#### [YOUR GOAL]
Check every line of the data below for "coverprofile". Copy each one that has it.
====== EXERCISE INPUT
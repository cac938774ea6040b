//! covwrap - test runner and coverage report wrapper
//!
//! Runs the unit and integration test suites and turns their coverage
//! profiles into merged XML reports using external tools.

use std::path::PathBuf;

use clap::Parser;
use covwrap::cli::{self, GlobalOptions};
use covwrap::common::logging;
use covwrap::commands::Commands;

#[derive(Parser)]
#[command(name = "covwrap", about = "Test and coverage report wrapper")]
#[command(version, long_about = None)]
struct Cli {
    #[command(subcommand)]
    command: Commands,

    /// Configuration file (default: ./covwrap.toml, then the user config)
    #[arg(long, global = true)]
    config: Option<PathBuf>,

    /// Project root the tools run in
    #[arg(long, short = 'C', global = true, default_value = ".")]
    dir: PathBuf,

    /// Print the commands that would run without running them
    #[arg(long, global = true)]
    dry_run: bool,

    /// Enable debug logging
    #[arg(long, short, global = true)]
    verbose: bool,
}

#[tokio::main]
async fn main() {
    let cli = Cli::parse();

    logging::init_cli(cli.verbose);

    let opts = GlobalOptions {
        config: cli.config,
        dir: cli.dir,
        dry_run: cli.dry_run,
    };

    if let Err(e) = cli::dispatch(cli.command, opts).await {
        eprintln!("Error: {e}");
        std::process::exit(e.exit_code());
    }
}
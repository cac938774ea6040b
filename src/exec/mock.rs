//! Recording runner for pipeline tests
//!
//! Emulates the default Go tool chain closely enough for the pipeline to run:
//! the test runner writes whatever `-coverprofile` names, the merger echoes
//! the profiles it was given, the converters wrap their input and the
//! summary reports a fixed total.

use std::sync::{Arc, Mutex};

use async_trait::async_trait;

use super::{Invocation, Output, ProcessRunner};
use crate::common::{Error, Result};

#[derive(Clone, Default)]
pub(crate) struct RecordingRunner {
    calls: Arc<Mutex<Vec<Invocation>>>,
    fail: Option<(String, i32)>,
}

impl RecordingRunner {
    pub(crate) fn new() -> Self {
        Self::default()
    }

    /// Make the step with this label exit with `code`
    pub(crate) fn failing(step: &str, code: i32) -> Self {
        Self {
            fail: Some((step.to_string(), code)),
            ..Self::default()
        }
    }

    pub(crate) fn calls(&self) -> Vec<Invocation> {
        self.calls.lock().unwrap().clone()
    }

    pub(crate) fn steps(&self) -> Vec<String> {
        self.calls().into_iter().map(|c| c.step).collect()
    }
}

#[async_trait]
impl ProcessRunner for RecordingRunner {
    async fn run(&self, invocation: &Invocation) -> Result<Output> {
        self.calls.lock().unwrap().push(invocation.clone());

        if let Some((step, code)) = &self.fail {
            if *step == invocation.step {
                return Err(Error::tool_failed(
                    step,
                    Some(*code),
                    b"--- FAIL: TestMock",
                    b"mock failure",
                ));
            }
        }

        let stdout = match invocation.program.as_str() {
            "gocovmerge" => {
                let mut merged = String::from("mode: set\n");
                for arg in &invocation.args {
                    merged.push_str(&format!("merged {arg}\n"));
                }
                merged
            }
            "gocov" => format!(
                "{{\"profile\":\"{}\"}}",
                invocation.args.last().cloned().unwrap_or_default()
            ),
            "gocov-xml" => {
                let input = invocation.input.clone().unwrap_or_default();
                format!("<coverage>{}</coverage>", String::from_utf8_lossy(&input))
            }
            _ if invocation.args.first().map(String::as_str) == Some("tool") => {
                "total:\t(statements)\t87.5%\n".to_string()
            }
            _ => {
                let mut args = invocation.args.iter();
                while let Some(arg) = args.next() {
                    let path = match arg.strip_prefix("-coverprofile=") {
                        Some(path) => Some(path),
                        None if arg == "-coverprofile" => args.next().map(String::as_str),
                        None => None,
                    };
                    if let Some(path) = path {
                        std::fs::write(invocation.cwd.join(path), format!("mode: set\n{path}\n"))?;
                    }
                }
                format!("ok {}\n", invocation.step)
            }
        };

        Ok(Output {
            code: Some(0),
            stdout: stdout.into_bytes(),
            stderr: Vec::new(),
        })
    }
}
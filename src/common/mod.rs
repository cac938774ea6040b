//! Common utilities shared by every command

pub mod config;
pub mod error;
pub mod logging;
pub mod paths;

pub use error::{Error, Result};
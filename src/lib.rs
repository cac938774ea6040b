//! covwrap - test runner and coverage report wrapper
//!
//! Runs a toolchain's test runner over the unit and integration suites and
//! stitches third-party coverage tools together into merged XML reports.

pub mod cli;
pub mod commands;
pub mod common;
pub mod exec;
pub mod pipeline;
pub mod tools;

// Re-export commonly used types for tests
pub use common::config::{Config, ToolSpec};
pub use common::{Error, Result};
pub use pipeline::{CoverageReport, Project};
============
====== EXERCISE INPUT
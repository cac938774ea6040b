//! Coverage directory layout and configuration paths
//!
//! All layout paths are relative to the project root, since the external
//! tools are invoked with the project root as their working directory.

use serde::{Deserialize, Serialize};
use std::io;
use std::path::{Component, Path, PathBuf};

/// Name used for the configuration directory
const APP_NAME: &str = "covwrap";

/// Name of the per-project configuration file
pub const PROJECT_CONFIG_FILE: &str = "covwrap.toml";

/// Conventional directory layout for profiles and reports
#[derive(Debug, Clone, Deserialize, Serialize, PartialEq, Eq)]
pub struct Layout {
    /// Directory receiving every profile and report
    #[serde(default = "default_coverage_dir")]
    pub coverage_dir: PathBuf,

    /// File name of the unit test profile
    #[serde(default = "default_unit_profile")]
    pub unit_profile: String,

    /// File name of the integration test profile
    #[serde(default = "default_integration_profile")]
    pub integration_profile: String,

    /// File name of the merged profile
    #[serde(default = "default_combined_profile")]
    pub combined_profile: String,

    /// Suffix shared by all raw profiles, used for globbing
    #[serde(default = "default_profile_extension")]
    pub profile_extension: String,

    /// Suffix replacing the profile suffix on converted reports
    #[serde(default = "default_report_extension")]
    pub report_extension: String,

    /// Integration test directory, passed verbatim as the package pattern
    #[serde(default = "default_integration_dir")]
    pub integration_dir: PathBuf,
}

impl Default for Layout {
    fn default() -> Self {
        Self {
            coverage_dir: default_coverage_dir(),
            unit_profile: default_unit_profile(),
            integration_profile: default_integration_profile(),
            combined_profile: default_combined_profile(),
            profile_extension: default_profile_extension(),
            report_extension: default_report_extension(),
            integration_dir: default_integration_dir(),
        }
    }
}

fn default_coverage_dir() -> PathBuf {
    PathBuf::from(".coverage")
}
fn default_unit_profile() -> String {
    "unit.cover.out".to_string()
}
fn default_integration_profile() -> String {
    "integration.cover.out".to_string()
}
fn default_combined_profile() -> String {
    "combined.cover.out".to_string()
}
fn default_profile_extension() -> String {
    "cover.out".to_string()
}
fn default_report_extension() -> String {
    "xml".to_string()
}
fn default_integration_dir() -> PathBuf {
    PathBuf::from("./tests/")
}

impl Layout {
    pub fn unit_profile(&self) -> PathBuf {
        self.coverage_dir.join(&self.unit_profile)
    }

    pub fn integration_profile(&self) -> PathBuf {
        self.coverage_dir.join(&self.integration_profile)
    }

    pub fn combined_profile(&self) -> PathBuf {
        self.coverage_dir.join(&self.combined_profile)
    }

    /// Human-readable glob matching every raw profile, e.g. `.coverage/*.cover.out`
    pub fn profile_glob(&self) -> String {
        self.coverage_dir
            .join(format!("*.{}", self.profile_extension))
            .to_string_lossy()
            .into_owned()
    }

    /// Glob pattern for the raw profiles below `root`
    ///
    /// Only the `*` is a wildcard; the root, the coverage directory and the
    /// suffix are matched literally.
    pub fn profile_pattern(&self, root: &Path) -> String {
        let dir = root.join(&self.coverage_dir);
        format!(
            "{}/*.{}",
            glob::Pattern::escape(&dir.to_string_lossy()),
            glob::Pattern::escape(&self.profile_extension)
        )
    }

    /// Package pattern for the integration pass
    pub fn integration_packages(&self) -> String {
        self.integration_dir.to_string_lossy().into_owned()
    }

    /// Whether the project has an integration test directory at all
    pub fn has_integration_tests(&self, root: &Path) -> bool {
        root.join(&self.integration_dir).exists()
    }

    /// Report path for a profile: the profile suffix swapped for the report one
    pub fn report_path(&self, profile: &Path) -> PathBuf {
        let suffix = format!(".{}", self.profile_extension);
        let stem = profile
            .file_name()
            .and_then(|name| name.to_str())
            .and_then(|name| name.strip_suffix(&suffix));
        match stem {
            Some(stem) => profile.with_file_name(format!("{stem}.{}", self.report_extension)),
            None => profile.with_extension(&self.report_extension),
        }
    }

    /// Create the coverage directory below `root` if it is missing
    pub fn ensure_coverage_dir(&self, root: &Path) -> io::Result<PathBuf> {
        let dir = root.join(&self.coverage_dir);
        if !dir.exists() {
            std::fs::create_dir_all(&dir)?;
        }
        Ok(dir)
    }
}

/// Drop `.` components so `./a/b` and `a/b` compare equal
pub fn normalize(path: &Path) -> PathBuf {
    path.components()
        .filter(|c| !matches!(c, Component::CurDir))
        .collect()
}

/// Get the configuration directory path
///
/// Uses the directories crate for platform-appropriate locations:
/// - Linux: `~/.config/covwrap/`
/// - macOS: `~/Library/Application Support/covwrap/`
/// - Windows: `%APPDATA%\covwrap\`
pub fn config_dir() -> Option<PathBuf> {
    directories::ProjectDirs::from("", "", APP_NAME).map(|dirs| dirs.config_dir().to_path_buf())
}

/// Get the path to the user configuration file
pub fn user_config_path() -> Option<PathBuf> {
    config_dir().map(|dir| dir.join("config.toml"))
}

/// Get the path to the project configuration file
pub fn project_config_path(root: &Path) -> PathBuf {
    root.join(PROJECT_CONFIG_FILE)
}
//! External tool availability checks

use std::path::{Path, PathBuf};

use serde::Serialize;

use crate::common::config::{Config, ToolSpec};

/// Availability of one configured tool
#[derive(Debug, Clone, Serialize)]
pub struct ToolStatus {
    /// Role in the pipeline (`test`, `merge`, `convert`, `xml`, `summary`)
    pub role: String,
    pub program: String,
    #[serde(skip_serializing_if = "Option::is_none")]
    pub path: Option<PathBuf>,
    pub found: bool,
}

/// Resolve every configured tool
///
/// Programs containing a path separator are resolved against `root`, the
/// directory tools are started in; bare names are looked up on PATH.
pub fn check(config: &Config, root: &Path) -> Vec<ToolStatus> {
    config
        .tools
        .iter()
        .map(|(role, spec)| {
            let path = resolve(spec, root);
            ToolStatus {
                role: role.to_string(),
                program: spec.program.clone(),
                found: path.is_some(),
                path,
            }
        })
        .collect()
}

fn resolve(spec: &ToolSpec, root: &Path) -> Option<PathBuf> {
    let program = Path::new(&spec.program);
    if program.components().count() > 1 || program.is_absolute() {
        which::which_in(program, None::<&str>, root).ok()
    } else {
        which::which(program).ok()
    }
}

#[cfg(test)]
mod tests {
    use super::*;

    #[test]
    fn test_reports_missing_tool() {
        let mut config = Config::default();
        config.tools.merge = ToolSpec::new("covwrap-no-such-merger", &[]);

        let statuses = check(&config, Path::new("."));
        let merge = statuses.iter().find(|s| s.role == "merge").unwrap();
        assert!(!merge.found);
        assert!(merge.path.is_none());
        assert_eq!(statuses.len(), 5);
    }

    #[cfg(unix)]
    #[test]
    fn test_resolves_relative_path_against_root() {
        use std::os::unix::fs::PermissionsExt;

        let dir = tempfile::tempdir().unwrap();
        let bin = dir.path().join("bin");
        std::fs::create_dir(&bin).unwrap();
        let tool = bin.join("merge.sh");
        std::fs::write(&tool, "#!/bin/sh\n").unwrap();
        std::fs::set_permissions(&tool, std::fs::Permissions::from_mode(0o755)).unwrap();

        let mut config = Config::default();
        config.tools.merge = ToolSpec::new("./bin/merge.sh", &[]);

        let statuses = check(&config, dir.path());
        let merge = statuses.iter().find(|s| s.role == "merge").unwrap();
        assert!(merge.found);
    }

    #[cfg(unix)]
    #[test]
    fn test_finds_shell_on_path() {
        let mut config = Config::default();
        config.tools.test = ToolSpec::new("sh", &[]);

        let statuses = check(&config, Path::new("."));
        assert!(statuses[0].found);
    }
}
============
====== EXERCISE INPUT
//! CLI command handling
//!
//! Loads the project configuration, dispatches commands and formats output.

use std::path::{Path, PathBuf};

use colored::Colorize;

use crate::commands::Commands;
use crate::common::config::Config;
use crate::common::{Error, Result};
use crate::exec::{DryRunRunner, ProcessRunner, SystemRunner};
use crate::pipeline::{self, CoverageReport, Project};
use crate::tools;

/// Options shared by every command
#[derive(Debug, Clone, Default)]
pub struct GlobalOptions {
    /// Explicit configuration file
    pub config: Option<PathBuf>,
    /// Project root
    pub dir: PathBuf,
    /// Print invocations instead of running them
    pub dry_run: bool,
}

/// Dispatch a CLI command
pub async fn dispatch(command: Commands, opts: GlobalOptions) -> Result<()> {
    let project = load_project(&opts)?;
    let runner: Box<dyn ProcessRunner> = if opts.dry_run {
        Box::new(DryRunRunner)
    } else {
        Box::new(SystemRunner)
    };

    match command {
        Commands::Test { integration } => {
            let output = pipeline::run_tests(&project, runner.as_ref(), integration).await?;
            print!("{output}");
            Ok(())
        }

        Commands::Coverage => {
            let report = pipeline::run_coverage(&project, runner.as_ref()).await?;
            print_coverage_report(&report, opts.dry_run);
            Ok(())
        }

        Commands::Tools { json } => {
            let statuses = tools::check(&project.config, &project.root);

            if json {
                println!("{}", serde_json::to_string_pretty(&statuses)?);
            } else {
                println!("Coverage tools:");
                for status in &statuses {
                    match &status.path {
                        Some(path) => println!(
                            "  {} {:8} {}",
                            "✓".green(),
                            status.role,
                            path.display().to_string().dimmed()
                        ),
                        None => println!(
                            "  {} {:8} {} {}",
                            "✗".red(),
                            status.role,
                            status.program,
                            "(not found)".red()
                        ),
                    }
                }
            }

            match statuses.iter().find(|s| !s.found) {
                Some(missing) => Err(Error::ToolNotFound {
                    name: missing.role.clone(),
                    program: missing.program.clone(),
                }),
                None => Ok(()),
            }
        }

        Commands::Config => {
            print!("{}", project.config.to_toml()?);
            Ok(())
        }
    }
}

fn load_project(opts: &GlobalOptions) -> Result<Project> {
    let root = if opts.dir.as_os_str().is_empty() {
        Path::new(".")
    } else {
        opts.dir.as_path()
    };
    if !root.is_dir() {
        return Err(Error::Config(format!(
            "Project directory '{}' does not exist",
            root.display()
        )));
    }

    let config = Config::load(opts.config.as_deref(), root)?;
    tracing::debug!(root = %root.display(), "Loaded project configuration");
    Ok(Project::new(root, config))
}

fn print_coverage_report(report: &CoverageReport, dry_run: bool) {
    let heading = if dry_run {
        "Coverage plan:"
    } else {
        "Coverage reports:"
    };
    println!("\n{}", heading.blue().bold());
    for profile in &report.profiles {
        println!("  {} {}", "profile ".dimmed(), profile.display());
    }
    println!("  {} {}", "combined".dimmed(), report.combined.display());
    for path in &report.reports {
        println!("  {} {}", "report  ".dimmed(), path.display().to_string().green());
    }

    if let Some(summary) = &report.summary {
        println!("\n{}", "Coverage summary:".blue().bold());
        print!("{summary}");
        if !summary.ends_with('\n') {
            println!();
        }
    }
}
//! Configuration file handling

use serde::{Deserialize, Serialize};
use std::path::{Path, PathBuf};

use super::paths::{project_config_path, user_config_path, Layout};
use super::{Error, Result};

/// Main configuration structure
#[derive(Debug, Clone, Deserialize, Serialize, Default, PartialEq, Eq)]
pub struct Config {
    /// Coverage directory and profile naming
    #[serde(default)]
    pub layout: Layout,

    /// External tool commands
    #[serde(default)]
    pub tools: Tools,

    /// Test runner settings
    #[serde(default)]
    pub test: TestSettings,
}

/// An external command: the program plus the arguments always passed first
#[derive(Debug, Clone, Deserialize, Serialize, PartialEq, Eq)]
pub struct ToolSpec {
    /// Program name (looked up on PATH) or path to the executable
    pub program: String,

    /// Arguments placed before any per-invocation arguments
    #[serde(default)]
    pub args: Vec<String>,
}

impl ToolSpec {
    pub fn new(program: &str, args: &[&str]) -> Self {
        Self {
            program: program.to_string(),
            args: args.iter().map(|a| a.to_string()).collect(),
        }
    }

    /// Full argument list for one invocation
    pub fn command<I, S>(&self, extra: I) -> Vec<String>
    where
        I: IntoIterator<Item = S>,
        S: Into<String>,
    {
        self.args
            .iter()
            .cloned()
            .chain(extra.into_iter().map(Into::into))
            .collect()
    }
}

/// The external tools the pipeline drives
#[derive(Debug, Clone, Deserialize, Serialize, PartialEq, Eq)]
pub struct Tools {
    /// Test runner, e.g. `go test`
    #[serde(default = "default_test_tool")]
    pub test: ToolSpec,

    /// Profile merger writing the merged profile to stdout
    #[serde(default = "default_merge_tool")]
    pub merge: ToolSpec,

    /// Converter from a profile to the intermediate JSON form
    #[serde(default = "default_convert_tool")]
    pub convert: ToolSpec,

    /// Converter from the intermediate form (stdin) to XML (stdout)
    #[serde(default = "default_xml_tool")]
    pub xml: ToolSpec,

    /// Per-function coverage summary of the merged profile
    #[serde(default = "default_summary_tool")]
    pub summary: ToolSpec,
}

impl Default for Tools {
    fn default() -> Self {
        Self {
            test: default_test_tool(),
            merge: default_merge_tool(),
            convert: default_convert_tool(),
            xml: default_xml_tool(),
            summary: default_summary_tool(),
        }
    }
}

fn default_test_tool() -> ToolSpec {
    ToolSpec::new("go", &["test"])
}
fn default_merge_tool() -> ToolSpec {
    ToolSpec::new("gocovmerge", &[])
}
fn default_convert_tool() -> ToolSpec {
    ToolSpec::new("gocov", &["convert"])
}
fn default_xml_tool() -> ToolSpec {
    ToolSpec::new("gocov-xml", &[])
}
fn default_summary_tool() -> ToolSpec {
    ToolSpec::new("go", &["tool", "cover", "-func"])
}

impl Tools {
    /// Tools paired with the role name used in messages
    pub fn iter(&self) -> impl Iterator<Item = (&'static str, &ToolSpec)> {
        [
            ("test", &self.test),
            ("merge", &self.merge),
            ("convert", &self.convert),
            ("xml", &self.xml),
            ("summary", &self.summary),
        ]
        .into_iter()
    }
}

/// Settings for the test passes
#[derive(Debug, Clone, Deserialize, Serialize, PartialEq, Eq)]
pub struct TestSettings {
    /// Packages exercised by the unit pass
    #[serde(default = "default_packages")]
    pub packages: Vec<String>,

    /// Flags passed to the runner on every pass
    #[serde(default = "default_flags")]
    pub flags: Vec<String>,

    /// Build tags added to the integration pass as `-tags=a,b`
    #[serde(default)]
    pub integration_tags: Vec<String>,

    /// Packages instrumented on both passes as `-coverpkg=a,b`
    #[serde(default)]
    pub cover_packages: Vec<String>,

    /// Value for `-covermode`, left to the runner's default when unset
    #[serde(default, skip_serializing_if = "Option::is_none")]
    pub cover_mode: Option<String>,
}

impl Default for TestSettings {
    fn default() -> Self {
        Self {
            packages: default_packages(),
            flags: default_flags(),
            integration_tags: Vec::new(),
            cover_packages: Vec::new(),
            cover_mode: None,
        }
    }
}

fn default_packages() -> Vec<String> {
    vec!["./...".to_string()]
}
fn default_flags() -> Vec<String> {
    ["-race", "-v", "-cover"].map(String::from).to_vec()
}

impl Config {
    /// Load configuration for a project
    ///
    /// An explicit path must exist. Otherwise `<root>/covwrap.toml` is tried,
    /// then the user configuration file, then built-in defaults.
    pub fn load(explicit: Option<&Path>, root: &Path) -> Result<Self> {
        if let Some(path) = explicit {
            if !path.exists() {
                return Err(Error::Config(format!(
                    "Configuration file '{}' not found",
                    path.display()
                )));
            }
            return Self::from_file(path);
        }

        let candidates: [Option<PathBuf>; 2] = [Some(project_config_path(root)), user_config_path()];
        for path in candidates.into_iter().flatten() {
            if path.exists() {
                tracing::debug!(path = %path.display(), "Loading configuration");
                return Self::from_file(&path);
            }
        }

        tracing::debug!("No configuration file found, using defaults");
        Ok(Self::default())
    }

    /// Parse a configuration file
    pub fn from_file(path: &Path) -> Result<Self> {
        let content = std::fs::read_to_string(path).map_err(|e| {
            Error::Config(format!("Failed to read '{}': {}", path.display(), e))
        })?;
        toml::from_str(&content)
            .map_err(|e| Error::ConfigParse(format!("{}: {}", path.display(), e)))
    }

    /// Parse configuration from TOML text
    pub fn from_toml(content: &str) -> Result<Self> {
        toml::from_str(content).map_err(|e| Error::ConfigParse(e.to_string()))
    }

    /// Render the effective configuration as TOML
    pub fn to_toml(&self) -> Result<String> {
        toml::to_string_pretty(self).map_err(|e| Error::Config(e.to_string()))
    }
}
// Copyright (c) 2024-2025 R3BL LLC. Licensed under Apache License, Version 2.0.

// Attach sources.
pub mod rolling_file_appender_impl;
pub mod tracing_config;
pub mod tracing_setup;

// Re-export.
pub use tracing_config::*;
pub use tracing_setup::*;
============
#### [SOLVED EXERCISE]
//! the test runner writes whatever `-coverprofile` names, the merger echoes
                    let path = match arg.strip_prefix("-coverprofile=") {
                        None if arg == "-coverprofile" => args.next().map(String::as_str),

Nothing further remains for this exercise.